Den Kontrast zwischen der Business-Welt Cincinnatis, in der Bilott arbeitet, und der Welt der gebeutelten kleinen Leute in Parkersburg bricht der Film nicht zum schematischen Antagonismus herunter. Anfangs macht sich Farmer Wilbur (Bill Camp) mit seiner Klage wenig Freunde in dem Ort, dessen größter Arbeitgeber DuPont ist. Dabei erfahren viele Bewohner die Machenschaften der Firma am eigenen Leib; wir hören im Film von mehr als nur einer Krebserkrankung. Aber dass der Konzern, der um die Gefährlichkeit von C8 immer wusste, jahrelang versucht hat, den Fall zu vertuschen, ist nur die eine Seite: Quer durch die Gesellschaft tun sich in Haynes’ Film die Leute schwer damit, es auch nur für denkbar zu halten, dass ein Konzern wie DuPont nicht zwangsläufig am längeren Hebel sitzt.

Fluorverdunkelte Zähne

Das Gefühl der Aussichtslosigkeit von Bilotts Kampf findet seinen Widerpart in einer Bildsprache, die dem nüchternen Realismus des Films eine Aura des Unheimlichen gibt. Bilder von Krankheit und Vergiftung ziehen durch die in gedeckten Farben gehaltene Welt; der aus Hügeln bestehende Kuhfriedhof des Farmers, seine aufbewahrten Tierinnereien; ein Rind, das einen grotesken Angriffstanz unternimmt, bevor ihm Wilbur den Gnadenschuss gibt.

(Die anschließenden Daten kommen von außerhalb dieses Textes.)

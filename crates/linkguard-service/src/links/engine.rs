//! Allow-list matching over extracted links

use std::collections::{BTreeSet, HashSet};
use std::sync::{Arc, LazyLock};
use std::time::Duration;

use regex::Regex;
use url::Url;

use linkguard_core::entities::{AllowEntry, ChannelConfig};
use linkguard_core::error::DomainError;

use super::extractor::LinkExtractor;
use super::pattern::{evaluate_with_budget, PatternMatcher};

static HAS_SCHEME: LazyLock<Regex> =
    LazyLock::new(|| Regex::new(r"^[a-zA-Z0-9]+://").expect("scheme pattern is valid"));

/// Result of checking one message against a channel's allow list
#[derive(Debug, Clone, Default, PartialEq, Eq)]
pub struct LinkVerdict {
    /// Distinct hosts not covered by any allow rule
    pub disallowed: BTreeSet<String>,
    /// Raw allow-list entries (`/.../`) that ran out of time
    pub expired_patterns: Vec<String>,
}

impl LinkVerdict {
    pub fn is_clean(&self) -> bool {
        self.disallowed.is_empty()
    }

    /// Disallowed hosts joined for a chat reply
    pub fn domains(&self) -> String {
        self.disallowed
            .iter()
            .map(String::as_str)
            .collect::<Vec<_>>()
            .join(", ")
    }
}

/// Link extraction plus allow-list matching
#[derive(Clone)]
pub struct LinkEngine {
    extractor: LinkExtractor,
    matcher: Arc<dyn PatternMatcher>,
    budget: Duration,
}

impl std::fmt::Debug for LinkEngine {
    fn fmt(&self, f: &mut std::fmt::Formatter<'_>) -> std::fmt::Result {
        f.debug_struct("LinkEngine")
            .field("extractor", &self.extractor)
            .field("budget", &self.budget)
            .finish()
    }
}

impl LinkEngine {
    pub fn new(extractor: LinkExtractor, matcher: Arc<dyn PatternMatcher>, budget: Duration) -> Self {
        Self {
            extractor,
            matcher,
            budget,
        }
    }

    pub fn extractor(&self) -> &LinkExtractor {
        &self.extractor
    }

    /// Release matcher state for entries removed from an allow list
    pub fn forget_patterns<'a, I>(&self, entries: I)
    where
        I: IntoIterator<Item = &'a str>,
    {
        for raw in entries {
            if let AllowEntry::Pattern(pattern) = AllowEntry::parse(raw) {
                self.matcher.forget(pattern);
            }
        }
    }

    /// Check `message` against `config`.
    ///
    /// Pattern entries are tried first, each under the time budget. An entry
    /// that runs out of time is reported in `expired_patterns`, does not allow
    /// the candidate, and is skipped for the rest of the message.
    pub async fn evaluate(&self, message: &str, config: &ChannelConfig) -> LinkVerdict {
        let mut verdict = LinkVerdict::default();
        let mut expired: HashSet<&str> = HashSet::new();

        for candidate in self.extractor.find_candidates(message) {
            if self
                .allowed_by_pattern(&candidate, config, &mut expired)
                .await
            {
                continue;
            }

            let Some(host) = host_of(&candidate) else {
                continue;
            };

            if !counts_as_link(message, &host, config) {
                continue;
            }

            if !allowed_by_entries(&host, config) {
                verdict.disallowed.insert(host);
            }
        }

        verdict.expired_patterns = config
            .allow_list
            .iter()
            .filter(|raw| expired.contains(raw.as_str()))
            .cloned()
            .collect();
        verdict
    }

    async fn allowed_by_pattern<'c>(
        &self,
        candidate: &str,
        config: &'c ChannelConfig,
        expired: &mut HashSet<&'c str>,
    ) -> bool {
        for raw in &config.allow_list {
            let AllowEntry::Pattern(pattern) = AllowEntry::parse(raw) else {
                continue;
            };
            if expired.contains(raw.as_str()) {
                continue;
            }

            match evaluate_with_budget(&self.matcher, pattern, candidate, self.budget).await {
                Ok(true) => return true,
                Ok(false) => {}
                Err(DomainError::PatternTimeout { budget_ms, .. }) => {
                    tracing::warn!(
                        channel = %config.name,
                        pattern = %raw,
                        budget_ms,
                        "Allow-list pattern exceeded its budget"
                    );
                    expired.insert(raw.as_str());
                }
                Err(e) => {
                    tracing::warn!(channel = %config.name, pattern = %raw, error = %e, "Allow-list pattern skipped");
                }
            }
        }
        false
    }
}

/// Lowercase host of a candidate, with a neutral scheme added when missing
pub fn host_of(candidate: &str) -> Option<String> {
    let parsed = if HAS_SCHEME.is_match(candidate) {
        Url::parse(candidate)
    } else {
        Url::parse(&format!("http://{candidate}"))
    };
    parsed
        .ok()?
        .host_str()
        .filter(|host| !host.is_empty())
        .map(str::to_ascii_lowercase)
}

/// Slash requirement first, then the multi-dot requirement
fn counts_as_link(message: &str, host: &str, config: &ChannelConfig) -> bool {
    if config.require_slash {
        message.contains('/')
    } else if config.require_multi_dot {
        host.matches('.').count() > 1
    } else {
        true
    }
}

fn allowed_by_entries(host: &str, config: &ChannelConfig) -> bool {
    config.entries().any(|entry| match entry {
        AllowEntry::Wildcard(fragment) => host.contains(&fragment.to_ascii_lowercase()),
        AllowEntry::Plain(domain) => {
            let domain = domain.to_ascii_lowercase();
            if config.match_subdomains {
                host.contains(&domain)
            } else {
                host == domain
            }
        }
        AllowEntry::Pattern(_) => false,
    })
}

Gespenstische Schwarzweißfotos missgebildeter Kinder in den Akten; fluorverdunkelte Zähne eines Mädchens, das Bilott beim Vorbeiradeln anstrahlt.

Vergiftete Wahrheit erzeugt kaum Spannung im herkömmlichen Sinne, hält einen mit der sukzessiven Ausweitung des Falls von einem lokalen Ereignis zu einer globalen Verstrickung aber doch bei der Stange, und nebenbei hat man nicht nur über Chemie, sondern über die Komplexität des Rechtswesens und des Rechtsverständnisses der porträtierten Gesellschaft einiges gelernt. Auch wenn dem Film jede belehrende Attitüde abgeht, besteht bis zum Abspannsong, Johnny Cashs „I Won’t Back Down“, nie ein Zweifel daran, dass es sich um einen Themenfilm, einen Aufklärungsfilm, einen Film mit einem Anliegen handelt. Dass darüber in cinephilen Kreisen gerne die Nase gerümpft wird, mag daran liegen, dass dafür so selten eine angemessene Form gefunden wird. Doch wenn Stil heißt, einen zum Sujet passenden Ausdruck zu finden, dann ist auch dieser neue Todd-Haynes-Film, der über nicht abbaubare Rückstände und langwierige Recherchen in beharrlich insistierender Ruhe erzählt, der Film eines Stilisten.

Der Film steht bis 12.12.2023 in der Arte-Mediathek.